From the Authors: Why Poverty? uses film to get people talking about poverty.
We commissioned eight documentaries from award-winning film makers and 30 shorts from new and emerging talents. The films are moving, subtle and thought-provoking stories, but they also tackle big issues and pose difficult questions.
The films were shown around the world in November 2012 on more than 70 national broadcasters. The documentaries are now all free to view online. We’ll make them available on DVD and in languages other than English soon. We’ll also be adding educational resources to help people use them as teaching tools.
Our agenda
We’re not a campaigning organisation. We don’t want money. We’re not pushing for a single, specific solution to global poverty.
We do want people to think and ask questions. What is it like to live in poverty? How does it shape you? Why are people still hungry? Why does it matter? What can I do to change the situation?
If you want to find out more about the issues or how you can get involved, there’s more information across the site about the questions raised in the films and links to in-depth resources and organisations working in these areas.
Unfortunately the video 1/8 did not go to the root cause of the problem. Problem is the central bank. Look at the blog site at https://whythereispoverty.wordpress.com/ for the real problem. Only then you will know how to solve the problem.
Great collection – thanks!
I was able to watch the first 6 films, then part of the 7th, then an error occured.
1) The richest Americans on Park Avenue, who they are and how they got there. Compared to the poverty-stricken people of Sierra Leon. (Very good but upsetting) The women exist just to have children and it is their job to feed them because the men can’t be bothered.
2) How Bono and Geldof raised awareness and tried to help Etheopians. (Hard to watch footage of the famine) Lots of politicking involved and red tape. Some Etheopians resented the interference.
3) Education in China; The private so-called colleges that are ripping off the poor. Simple country people are spending thousands to get their kids into college, if they can’t get into the cheap but legitimate state run universities.
4)Land Rush- Richer countries buying up land in Mali, and displacing subsistence farmers. Their own government sells their farmlands out from under them.
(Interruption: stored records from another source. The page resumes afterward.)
//! Split-by processing and dimensional promotion.
//!
//! A split partitions the (already filtered) table by the unique combinations of the split
//! columns, runs every method once per group and stitches the per-group results back together.
//! Each split column becomes one more dimension on the combined result:
//!
//! | per-group result | 1 split column            | N split columns                 |
//! |------------------|---------------------------|---------------------------------|
//! | scalar           | vector over the column    | table: splits + `value`         |
//! | vector           | table: split + dim + `value` | table: splits + dim + `value` |
//! | table            | table: columns + split    | table: columns + splits         |
//!
//! Groups come out in ascending key order, compared column by column, with blank keys after
//! every non-blank value.

use crate::error::{MetricsError, MetricsResult};
use crate::invoke::{apply_methods, MethodSpec};
use crate::registry::MetricMethod;
use crate::result::{
    ResultData, ResultTable, TypedResult, ValueType, DEFAULT_DIMENSION, DEFAULT_VALUE_COLUMN,
};
use crate::table::Table;
use crate::value::Value;
use std::cmp::Ordering;
use std::collections::{BTreeMap, BTreeSet};
use std::sync::Arc;

/// Normalize a raw `split_by` entry into a list of column names.
///
/// `null` and `[]` mean "no split" and yield `None`; a string is a single column.
pub fn normalize_split_by(raw: &serde_json::Value) -> MetricsResult<Option<Vec<String>>> {
    match raw {
        serde_json::Value::Null => Ok(None),
        serde_json::Value::String(column) => Ok(Some(vec![column.clone()])),
        serde_json::Value::Array(items) => {
            let columns = items
                .iter()
                .map(|item| {
                    item.as_str().map(str::to_string).ok_or_else(|| {
                        MetricsError::specification("split_by list must contain only strings", raw)
                    })
                })
                .collect::<MetricsResult<Vec<_>>>()?;
            Ok((!columns.is_empty()).then_some(columns))
        }
        other => Err(MetricsError::specification(
            "split_by must be a string, a list of strings or null",
            other,
        )),
    }
}

pub fn validate_split_columns(table: &Table, split_columns: &[String], metric: &str) -> MetricsResult<()> {
    let missing: Vec<String> = split_columns
        .iter()
        .filter(|c| !table.has_column(c))
        .cloned()
        .collect();
    if !missing.is_empty() {
        return Err(MetricsError::MissingSplitColumns {
            metric: metric.to_string(),
            missing,
        });
    }
    Ok(())
}

fn cmp_split_value(a: &Value, b: &Value) -> Ordering {
    match (a.is_blank(), b.is_blank()) {
        (true, true) => Ordering::Equal,
        (true, false) => Ordering::Greater,
        (false, true) => Ordering::Less,
        (false, false) => a.cmp(b),
    }
}

fn cmp_split_key(a: &[Value], b: &[Value]) -> Ordering {
    a.iter()
        .zip(b)
        .map(|(x, y)| cmp_split_value(x, y))
        .find(|ord| ord.is_ne())
        .unwrap_or_else(|| a.len().cmp(&b.len()))
}

/// Row indices per observed split key, in ascending key order with blanks last.
fn partition(table: &Table, split_idx: &[usize]) -> Vec<(Vec<Value>, Vec<usize>)> {
    let mut groups: BTreeMap<Vec<Value>, Vec<usize>> = BTreeMap::new();
    for (row_idx, row) in table.rows().enumerate() {
        let key = split_idx.iter().map(|&idx| row[idx].clone()).collect();
        groups.entry(key).or_default().push(row_idx);
    }
    let mut groups: Vec<_> = groups.into_iter().collect();
    groups.sort_by(|(a, _), (b, _)| cmp_split_key(a, b));
    groups
}

/// Run `methods` once per split group of `table` and combine the results per method.
pub fn split_and_combine(
    table: &Table,
    split_columns: &[String],
    methods: &[(MethodSpec, Arc<MetricMethod>)],
    metric: &str,
) -> MetricsResult<Vec<TypedResult>> {
    validate_split_columns(table, split_columns, metric)?;

    let split_idx: Vec<usize> = split_columns
        .iter()
        .filter_map(|c| table.column_idx(c))
        .collect();

    let all_blank: Vec<&str> = split_columns
        .iter()
        .zip(&split_idx)
        .filter(|&(_, &idx)| !table.is_empty() && table.rows().all(|row| row[idx].is_blank()))
        .map(|(c, _)| c.as_str())
        .collect();
    if !all_blank.is_empty() {
        log::warn!("metric '{metric}': split columns contain only blank values: {all_blank:?}");
    }

    let groups = partition(table, &split_idx);
    log::debug!(
        "metric '{metric}': {} group(s) from {} split column(s)",
        groups.len(),
        split_columns.len()
    );

    let mut per_method: Vec<Vec<(Vec<Value>, TypedResult)>> = vec![Vec::new(); methods.len()];
    for (key, rows) in groups {
        let subset = table.select_rows(rows);
        log::trace!("metric '{metric}': split {key:?} ({} rows)", subset.row_count());
        let results = apply_methods(&subset, methods, metric)?;
        for (slot, result) in per_method.iter_mut().zip(results) {
            slot.push((key.clone(), result));
        }
    }

    per_method
        .into_iter()
        .filter(|groups| !groups.is_empty())
        .map(|groups| {
            let method = groups[0].1.method.clone();
            combine_split_results(groups, split_columns, metric, &method)
        })
        .collect()
}

/// Merge per-group results of one method into a single result with the split columns as extra
/// dimensions.
pub fn combine_split_results(
    groups: Vec<(Vec<Value>, TypedResult)>,
    split_columns: &[String],
    metric: &str,
    method: &str,
) -> MetricsResult<TypedResult> {
    let kinds: BTreeSet<ValueType> = groups.iter().map(|(_, r)| r.value_type()).collect();
    if kinds.len() > 1 {
        return Err(MetricsError::MixedSplitResults {
            metric: metric.to_string(),
            method: method.to_string(),
            found: kinds.into_iter().collect(),
        });
    }

    // Vectors must share their dimension name and tables their value column.
    let names: BTreeSet<&str> = groups
        .iter()
        .filter_map(|(_, r)| match &r.data {
            ResultData::Vector { dimension, .. } => Some(dimension.as_str()),
            ResultData::Table(table) => Some(table.value_column()),
            ResultData::Scalar(_) => None,
        })
        .collect();
    if names.len() > 1 {
        let what = match kinds.first() {
            Some(ValueType::Table) => "value columns",
            _ => "dimension names",
        };
        return Err(MetricsError::InconsistentSplitResults {
            metric: metric.to_string(),
            method: method.to_string(),
            what,
            found: names.into_iter().map(str::to_string).collect(),
        });
    }

    let data = match kinds.into_iter().next() {
        None => ResultData::Scalar(Value::Blank),
        Some(ValueType::Scalar) => combine_scalars(groups, split_columns)?,
        Some(ValueType::Vector) => combine_vectors(groups, split_columns)?,
        Some(ValueType::Table) => combine_tables(groups, split_columns)?,
    };
    Ok(TypedResult::new(metric, method, data))
}

fn combine_scalars(
    groups: Vec<(Vec<Value>, TypedResult)>,
    split_columns: &[String],
) -> MetricsResult<ResultData> {
    let values = groups.into_iter().map(|(key, result)| {
        let value = match result.data {
            ResultData::Scalar(v) => v,
            _ => Value::Blank,
        };
        (key, value)
    });

    if let [column] = split_columns {
        let entries = values
            .map(|(mut key, value)| (key.pop().unwrap_or_default(), value))
            .collect::<Vec<_>>();
        return Ok(ResultData::vector(column.clone(), entries));
    }

    let mut columns = split_columns.to_vec();
    columns.push(DEFAULT_VALUE_COLUMN.to_string());
    let rows = values
        .map(|(mut key, value)| {
            key.push(value);
            key
        })
        .collect();
    ResultData::from_parts(columns, rows, Some(DEFAULT_VALUE_COLUMN))
}

fn combine_vectors(
    groups: Vec<(Vec<Value>, TypedResult)>,
    split_columns: &[String],
) -> MetricsResult<ResultData> {
    let mut dimension = None;
    let mut rows = Vec::new();
    for (key, result) in groups {
        let ResultData::Vector {
            dimension: dim,
            entries,
        } = result.data
        else {
            continue;
        };
        dimension.get_or_insert(dim);
        for (entry_key, value) in entries {
            let mut row = key.clone();
            row.push(entry_key);
            row.push(value);
            rows.push(row);
        }
    }

    let mut columns = split_columns.to_vec();
    columns.push(dimension.unwrap_or_else(|| DEFAULT_DIMENSION.to_string()));
    columns.push(DEFAULT_VALUE_COLUMN.to_string());
    ResultData::from_parts(columns, rows, Some(DEFAULT_VALUE_COLUMN))
}

fn combine_tables(
    groups: Vec<(Vec<Value>, TypedResult)>,
    split_columns: &[String],
) -> MetricsResult<ResultData> {
    let tables: Vec<(Vec<Value>, ResultTable)> = groups
        .into_iter()
        .filter_map(|(key, result)| match result.data {
            ResultData::Table(table) => Some((key, table)),
            _ => None,
        })
        .collect();

    let value_column = tables
        .first()
        .map(|(_, t)| t.value_column().to_string())
        .unwrap_or_else(|| DEFAULT_VALUE_COLUMN.to_string());

    // Column union in first-seen order; split columns go last and win over same-named columns.
    let mut columns: Vec<String> = Vec::new();
    for (_, table) in &tables {
        for column in table.columns() {
            if !columns.contains(column) && !split_columns.contains(column) {
                columns.push(column.clone());
            }
        }
    }
    let data_width = columns.len();
    columns.extend(split_columns.iter().cloned());

    let mut rows = Vec::new();
    for (key, table) in &tables {
        let positions: Vec<Option<usize>> = columns[..data_width]
            .iter()
            .map(|c| table.column_idx(c))
            .collect();
        for row in table.rows() {
            let mut out: Vec<Value> = positions
                .iter()
                .map(|pos| pos.map(|idx| row[idx].clone()).unwrap_or_default())
                .collect();
            out.extend(key.iter().cloned());
            rows.push(out);
        }
    }

    ResultData::from_parts(columns, rows, Some(&value_column))
}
5)Solar Mamma- Aprogram where poor illiterate women in Jordan are recruited to learn how to become solar engineers in India. (This was my favorite). Their husbands don’t want their wives to be educated or to become the providers for their families.
6)Stealing Africa-The mining of copper by Glencore in Zambia, making everyone rich but the citizens. Lots of blah, blah, blah, about tax avoiding and transfer pricing).
There’s no way you can watch all these in one day, but some of them were quite interesting.
The Mali film makes me wonder what happened to these farmers since the Shia Muslims tried to take over and enforce their own laws.
7) Poor Us-Animated history of poverty from ancient man to? It quit on me after 10 minutes.
8/10
– As a whole, the 8 episodes do a good job of discussing poverty. The history, theory, causes, and cures are discussed, but not necessarily in a detailed or summarized way.
– Each episode is not always explicit about how it’s about poverty, for example “Solar Mamas” is nearly a docu-drama in its depiction of joblessness, women’s rights, and political manipulation of the poor.
– The episodes are more different from each other than I expected them to be, which I suppose goes to show that poverty is a very large topic.
– The episodes do not build up any particular themes, but discuss poverty from different viewpoints than before.
– There are no particular causes blamed for poverty, but corruption and conquest are included as large players.
– There are no particular cures offered for poverty, rather there is some discussion of the failure of previous attempts.
– The background audio occasionally drowns out the narration enough to be a problem, but only for maybe a minute per episode on average.
The main causes of poverty are human population explosion and human stupidity. The best ways to stop poverty is human population control and eugenics.
“At some future period, not very distant as measured by centuries, the civilised races of man will almost certainly exterminate and replace throughout the world the savage races.” – Charles Darwin (in Descent of Man)
Average IQ levels according to Richard Lynn: Ashkenazi Jews (110), East Asians = Mongoloids (105), Europeans (99), Inuit (91), Southeast Asians and Amerindians (87 each), Pacific Islanders (85), South Asians/North Africans including Middle Easterners (84), Non-Bushmen Sub-Saharan Africans = Bantus (67), Australian Aborigines (62), Bushmen and Pygmies (54), Homo Erectus (50), Apes (22), and Monkeys (12).
“A 60-page review of the scientific evidence has concluded that race differences in average IQ are largely genetic.” source: http://www.news-medical.net/news/2005/04/26/9530.aspx
Please, take this racist junk elsewhere. Besides, your quoting Darwin is absolutely hilarious considering that the man had some pretty crucial and yet unanswered questions in his “theory”.
Maybe you`d like to expand your knowledge a bit on Darwinism and why it is such a weak and ridiculous attempt at explaining God`s creation.
I will not even comment on the IQ level garbage you posted because, really, just reading it made me want to vomit.
Back in my History classes in college I learned about such ludicrous “theories” and, deep in my heart, I hoped no one now would even believe this hogwash.
But, apparently, someone still does.